A Solid Q2 for Splunk
In late August, Splunk reported a mild earnings beat, with an EPS loss of $0.62, beating the consensus estimate by seven cents. Over the past year, it’s been hit or miss for Splunk with regard to quarterly earnings. So, this latest round of results was definitely refreshing for Spunk investors who’ve stayed patient.
For the second quarter, revenue rose 23.2% year-over-year to $605.7 million. Respectable growth for a firm that’s continuing to move forward with its transition to the cloud.
While the worst of the transition is likely in the rear-view mirror, investors should expect continued volatility as the firm looks to beef up its ARR (Average Recurring Revenues). Splunk’s clients have shown a willingness to stick around, which bodes well for ARR growth in a competitive environment, as the firm looks to improve and expand its suite of offerings.

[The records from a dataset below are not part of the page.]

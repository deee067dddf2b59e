//! # Multilang Filter
//!
//! 客户端多语言过滤库：在已渲染的文档中收集带有多语言标记的文本，合并为
//! 单次飞行的批量远程调用，并把服务端返回的结果写回原节点。
//!
//! ## 模块组织
//!
//! - `filter` - 收集、合并调度、远程交换与写回
//! - `parsers` - HTML 解析与 DOM 操作
//! - `env` - 环境变量访问
//! - `logging` - 日志初始化

pub mod env;
pub mod filter;
pub mod logging;
pub mod parsers;

// Re-export commonly used items for convenience
pub use filter::{
    ContentEvent, ContextId, Exchange, FilterConfig, FilterError, FilterResult, MultilangFilter,
    RenderNotifier, TriggerEvent,
};
pub use parsers::{html_to_dom, serialize_node};
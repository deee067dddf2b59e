//! # 解析器模块
//!
//! 过滤器所需的 HTML 文档解析与 DOM 操作
//!
//! # 模块组织
//!
//! - `html` - HTML文档解析、DOM遍历与文本读写

pub mod html;

pub use html::{html_to_dom, serialize_node};
//! Core game logic module for Snake
//!
//! This module contains all the game logic without any I/O or rendering dependencies.
//! Everything here is deterministic given the RNG seed.

pub mod action;
pub mod config;
pub mod engine;
pub mod food;
pub mod grid;
pub mod rng;
pub mod state;

// Re-export commonly used types
pub use action::{Action, Direction};
pub use config::{FOOD_SPRITE_SLOT, GameConfig, INITIAL_SNAKE_LENGTH, MAX_SNAKE, MAX_SPRITES};
pub use engine::{GameEngine, StepInfo};
pub use food::FoodPlacer;
pub use grid::{Grid, GridMapper};
pub use rng::{DEFAULT_SEED, Rng};
pub use state::{GameState, Position, Snake};
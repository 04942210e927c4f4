use anyhow::{Context, Result};
use crossterm::{
    event::{self, Event, KeyEventKind},
    execute,
    terminal::{EnterAlternateScreen, LeaveAlternateScreen, disable_raw_mode, enable_raw_mode},
};
use ratatui::{Terminal, backend::CrosstermBackend};
use std::io::{Stderr, stderr};
use std::time::{Duration, Instant};
use tracing::debug;

use super::{Buttons, Platform, Tile, Video};
use crate::input::{InputHandler, KeyAction};
use crate::render::{Renderer, Viewport};

/// Platform backed by a raw-mode terminal.
///
/// Key presses are latched until the next [`Platform::read_input`], since a
/// terminal reports presses rather than held buttons. Each frame presents the
/// sprite table, then waits out the rest of the frame period.
pub struct TerminalPlatform {
    terminal: Terminal<CrosstermBackend<Stderr>>,
    video: Video,
    viewport: Viewport,
    renderer: Renderer,
    input_handler: InputHandler,
    frame_duration: Duration,
    next_frame: Instant,
    latched: Buttons,
    frames: u64,
    halted: bool,
    restored: bool,
}

impl TerminalPlatform {
    pub fn new(viewport: Viewport, fps: u32) -> Result<Self> {
        enable_raw_mode().context("Failed to enable raw mode")?;
        // no Self yet, so Drop cannot leave raw mode for us
        let terminal = undo_on_error(setup_terminal(), leave_raw_mode)?;

        let frame_duration = Duration::from_secs(1) / fps.max(1);

        Ok(Self {
            terminal,
            video: Video::new(),
            viewport,
            renderer: Renderer::new(),
            input_handler: InputHandler::new(),
            frame_duration,
            next_frame: Instant::now() + frame_duration,
            latched: Buttons::empty(),
            frames: 0,
            halted: false,
            restored: false,
        })
    }

    /// Leave raw mode and the alternate screen. Safe to call twice.
    pub fn restore(&mut self) -> Result<()> {
        if self.restored {
            return Ok(());
        }
        self.restored = true;

        disable_raw_mode().context("Failed to disable raw mode")?;
        execute!(self.terminal.backend_mut(), LeaveAlternateScreen)
            .context("Failed to leave alternate screen")?;
        self.terminal.show_cursor().context("Failed to show cursor")?;
        Ok(())
    }

    fn present(&mut self) -> Result<()> {
        let Self {
            terminal,
            video,
            viewport,
            renderer,
            frames,
            ..
        } = self;

        terminal
            .draw(|frame| renderer.render(frame, video, viewport, *frames))
            .context("Failed to draw frame")?;
        Ok(())
    }

    fn handle_event(&mut self, event: Event) {
        let Event::Key(key) = event else {
            return;
        };
        // Only process key press events, not release
        if key.kind == KeyEventKind::Release {
            return;
        }

        match self.input_handler.handle_key_event(key) {
            KeyAction::Press(buttons) => self.latched |= buttons,
            KeyAction::Quit => {
                debug!("quit requested");
                self.halted = true;
            }
            KeyAction::None => {}
        }
    }
}

fn setup_terminal() -> Result<Terminal<CrosstermBackend<Stderr>>> {
    let mut stderr = stderr();
    execute!(stderr, EnterAlternateScreen).context("Failed to enter alternate screen")?;
    let backend = CrosstermBackend::new(stderr);
    let mut terminal = Terminal::new(backend).context("Failed to create terminal")?;
    terminal.hide_cursor().context("Failed to hide cursor")?;
    terminal.clear().context("Failed to clear terminal")?;
    Ok(terminal)
}

fn leave_raw_mode() {
    let _ = execute!(stderr(), LeaveAlternateScreen);
    let _ = disable_raw_mode();
}

/// Run `undo` if `result` is an error, then pass `result` through
fn undo_on_error<T>(result: Result<T>, undo: impl FnOnce()) -> Result<T> {
    if result.is_err() {
        undo();
    }
    result
}

impl Platform for TerminalPlatform {
    fn wait_next_frame(&mut self) -> Result<()> {
        self.present()?;

        loop {
            let timeout = self.next_frame.saturating_duration_since(Instant::now());
            if !event::poll(timeout).context("Failed to poll terminal events")? {
                break;
            }
            let event = event::read().context("Failed to read terminal event")?;
            self.handle_event(event);
        }

        self.frames += 1;
        self.next_frame += self.frame_duration;
        let now = Instant::now();
        if self.next_frame < now {
            // fell behind; resynchronize instead of bursting frames
            self.next_frame = now + self.frame_duration;
        }
        Ok(())
    }

    fn read_input(&mut self) -> Buttons {
        std::mem::take(&mut self.latched)
    }

    fn set_sprite_tile(&mut self, slot: u8, tile: u8) {
        self.video.sprites.set_tile(slot, tile);
    }

    fn move_sprite(&mut self, slot: u8, px: u16, py: u16) {
        self.video.sprites.move_to(slot, px, py);
    }

    fn upload_tiles(&mut self, first_tile: u8, tiles: &[Tile]) {
        self.video.tiles.load(first_tile, tiles);
    }

    fn enable_sprites(&mut self) {
        self.video.sprites_enabled = true;
    }

    fn enable_display(&mut self) {
        self.video.display_enabled = true;
    }

    fn read_entropy(&mut self) -> u16 {
        rand::random()
    }

    fn halted(&self) -> bool {
        self.halted
    }
}

impl Drop for TerminalPlatform {
    fn drop(&mut self) {
        let _ = self.restore();
    }
}

#[cfg(test)]
mod tests {
    use super::*;
    use anyhow::anyhow;
    use std::cell::Cell;

    #[test]
    fn test_failed_setup_is_undone() {
        let undone = Cell::new(false);
        let result: Result<()> = undo_on_error(Err(anyhow!("Failed to hide cursor")), || {
            undone.set(true)
        });

        assert!(result.is_err());
        assert!(undone.get());
    }

    #[test]
    fn test_successful_setup_is_kept() {
        let undone = Cell::new(false);
        let result = undo_on_error(Ok(7), || undone.set(true));

        assert_eq!(result.unwrap(), 7);
        assert!(!undone.get());
    }
}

Still, with uncertainty as to when the company will move into sustained profitability, the stock’s rich multiple (shares currently trade at 10.2 times sales), a lack of share price momentum, and significant sales and marketing costs, it might be best to wait on the sidelines for now.
Wall Street’s Take
According to TipRanks’ analyst rating consensus, SPLK stock comes in as a Moderate Buy. Out of 22 analyst ratings, there are 16 Buy recommendations, and six Hold recommendations.
The average SPLK price target is $181. Analyst price targets range from a low of $153 per share, to a high of $210 per share.
Splunk’s offering has shown signs of being sticky, and shares may very well march much higher on the other side of the company’s cloud transition.
Regardless, the name isn’t very timely at this juncture, as the transition could continue to make the numbers look weaker over the time being.
If you’re keen on investing in Splunk at this time, you won’t be alone. A majority of analysts are bullish on the name. Many are likely looking past the tough transition, to a potentially smoother road ahead.
Disclosure: Joey Frenette doesn’t own shares of any company mentioned at the time of publication.